St. Blythe?

Yes!! Yes, it’s a real saint’s name! Hahahahahah! I am really delighted to find this out!

St. Blitha of Martham (also known as St. Blyth, Blythe, or Blida) was a laywoman in East Anglia. She was a kinswoman of the illfated King of the English, Aethelred the Unready, and of his son, King Edmund Ironside. She was married to a wealthy nobleman named Benedict. He had at least one son, St. Walstan, who moved to Taverham at the age of twelve and became an ordinary farm laborer, albeit a pious one.
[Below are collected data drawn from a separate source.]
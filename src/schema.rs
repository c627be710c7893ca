//! Table schema definitions
//!
//! Constants for table and column names, and the declarative definitions that
//! drive the identifier registries and the change-log builders. A log table is
//! described once here and handled by one generic builder.

use std::collections::BTreeMap;

use crate::models::{DimensionRow, LogRow, Table, Value};

/// Column holding the interval's representative timestamp in every log table
pub const INGEST_TIMESTAMP: &str = "ingest_timestamp";
/// Surrogate ID column of every dimension table
pub const DIMENSION_ID: &str = "id";
/// Source label column of sourced dimension tables
pub const DIMENSION_SOURCE: &str = "source";
/// Natural key column of sourced dimension tables
pub const DIMENSION_SOURCE_ID: &str = "source_id";

/// Playlists dimension
pub mod playlists {
    /// Table name
    pub const TABLE: &str = "playlists";
}

/// Users (channels) dimension
pub mod users {
    /// Table name
    pub const TABLE: &str = "users";
}

/// Media items (videos) dimension
pub mod media_items {
    /// Table name
    pub const TABLE: &str = "media_items";
}

/// Artists dimension, keyed by name across sources
pub mod artists {
    /// Table name
    pub const TABLE: &str = "artists";
    /// Natural key column
    pub const NAME: &str = "name";
}

/// Playlist metadata change log
pub mod playlist_metadata_log {
    /// Table name
    pub const TABLE: &str = "playlist_metadata_log";
}

/// Playlist play count change log
pub mod playlist_plays_log {
    /// Table name
    pub const TABLE: &str = "playlist_plays_log";
}

/// Playlist position change log
pub mod playlist_positions_log {
    /// Table name
    pub const TABLE: &str = "playlist_positions_log";
}

/// Media item metadata change log
pub mod media_item_metadata_log {
    /// Table name
    pub const TABLE: &str = "media_item_metadata_log";
}

/// Track to ISRC lookup
pub mod isrc_lookup {
    /// Table name
    pub const TABLE: &str = "isrc_lookup";
    /// Track title column
    pub const TRACK: &str = "track";
    /// Artist name column
    pub const ARTIST: &str = "artist";
    /// ISRC code column
    pub const ISRC: &str = "isrc";
}

/// Declarative description of a dimension table and the registry behind it
#[derive(Debug, Clone, PartialEq, Eq)]
pub struct DimensionDefinition {
    /// Table name, also the registry name joins refer to
    pub table: String,
    /// Raw row attribute holding the source key
    pub source_column: String,
    /// Output column holding the source key
    pub natural_key_column: String,
    /// Constant source label, for entities sourced from a single system
    pub source: Option<String>,
}

impl DimensionDefinition {
    /// Unsourced dimension keyed by `source_column`
    #[must_use]
    pub fn new(table: &str, source_column: &str, natural_key_column: &str) -> Self {
        Self {
            table: table.to_string(),
            source_column: source_column.to_string(),
            natural_key_column: natural_key_column.to_string(),
            source: None,
        }
    }

    /// Tag every mapping with a constant source label
    #[must_use]
    pub fn sourced_from(mut self, source: &str) -> Self {
        self.source = Some(source.to_string());
        self
    }

    /// Output columns in order
    #[must_use]
    pub fn columns(&self) -> Vec<String> {
        let mut columns = vec![DIMENSION_ID.to_string()];
        if self.source.is_some() {
            columns.push(DIMENSION_SOURCE.to_string());
        }
        columns.push(self.natural_key_column.clone());
        columns
    }

    /// Render dimension rows as a table
    #[must_use]
    pub fn to_table(&self, rows: &[DimensionRow]) -> Table {
        let mut table = Table::new(&self.table, self.columns()).with_primary_key(vec![DIMENSION_ID.to_string()]);
        for row in rows {
            let mut values = vec![Value::Integer(row.id)];
            if self.source.is_some() {
                values.push(Value::from(row.source.clone()));
            }
            values.push(row.natural_key.to_value());
            table.rows.push(values);
        }
        table
    }
}

/// Declarative description of one slowly changing dimension log
#[derive(Debug, Clone, PartialEq, Eq)]
pub struct LogTableDefinition {
    /// Table name
    pub table: String,
    /// Attributes forming the entity key
    pub key_columns: Vec<String>,
    /// Attributes whose changes are recorded
    pub tracked_columns: Vec<String>,
    /// Columns stored under a different name in the relational store
    pub storage_aliases: BTreeMap<String, String>,
}

impl LogTableDefinition {
    /// Define a log keyed by `key_columns` tracking `tracked_columns`
    #[must_use]
    pub fn new(table: &str, key_columns: &[&str], tracked_columns: &[&str]) -> Self {
        Self {
            table: table.to_string(),
            key_columns: key_columns.iter().map(ToString::to_string).collect(),
            tracked_columns: tracked_columns.iter().map(ToString::to_string).collect(),
            storage_aliases: BTreeMap::new(),
        }
    }

    /// Store `column` as `stored` in the relational store
    #[must_use]
    pub fn with_storage_alias(mut self, column: &str, stored: &str) -> Self {
        self.storage_aliases.insert(column.to_string(), stored.to_string());
        self
    }

    /// Output columns: key columns, `ingest_timestamp`, tracked columns
    #[must_use]
    pub fn columns(&self) -> Vec<String> {
        self.key_columns
            .iter()
            .cloned()
            .chain(std::iter::once(INGEST_TIMESTAMP.to_string()))
            .chain(self.tracked_columns.iter().cloned())
            .collect()
    }

    /// Name of `column` in the relational store
    #[must_use]
    pub fn storage_column<'a>(&'a self, column: &'a str) -> &'a str {
        self.storage_aliases.get(column).map_or(column, String::as_str)
    }

    /// Rename a table's columns to their relational store names
    #[must_use]
    pub fn to_storage(&self, table: &Table) -> Table {
        table.renamed(|column| self.storage_column(column).to_string())
    }

    /// Render log rows as a table
    #[must_use]
    pub fn to_table(&self, rows: &[LogRow]) -> Table {
        let primary_key = self
            .key_columns
            .iter()
            .cloned()
            .chain(std::iter::once(INGEST_TIMESTAMP.to_string()))
            .collect();
        let mut table = Table::new(&self.table, self.columns()).with_primary_key(primary_key);
        for row in rows {
            let values = row
                .key
                .iter()
                .map(crate::models::KeyPart::to_value)
                .chain(std::iter::once(Value::Timestamp(row.ingest_timestamp)))
                .chain(row.tracked.iter().cloned())
                .collect();
            table.rows.push(values);
        }
        table
    }
}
Benedict and Blitha seem to have lived in either Blythburgh, Suffolk (which may have been her property, or may have changed its name in her honor) or in Bawburgh, Norfolk. But at the time of her death, after Benedict died, she was living in Martham, which is a lot further inland and somewhat closer to Taverham. A chapel was built in her honor in Martham.

The Old English word “blithe” or “blythe” meant friendly, agreeable, cheerful, kind, merciful, pleasing, gentle, pretty — basically, a lot of pleasant qualities. Its ultimate root means something like “shining.” It’s a great name — and now we know it’s a saint’s name! Great stuff!

3 Comments

Filed under Saint Names, Saint Stories

3 responses to “St. Blythe?

  1. I’m starting to pull some of these posts about saints’ names together for my religious ed/confirmation students this year. Thanks for all the great info!

    • If you have any “weird” names that kids can’t find, let me know. Sometimes I can find stuff in weird places. And there’s a surprising number of martyr saint surnames that are being used as popular names (usually for unrelated reasons, but still!).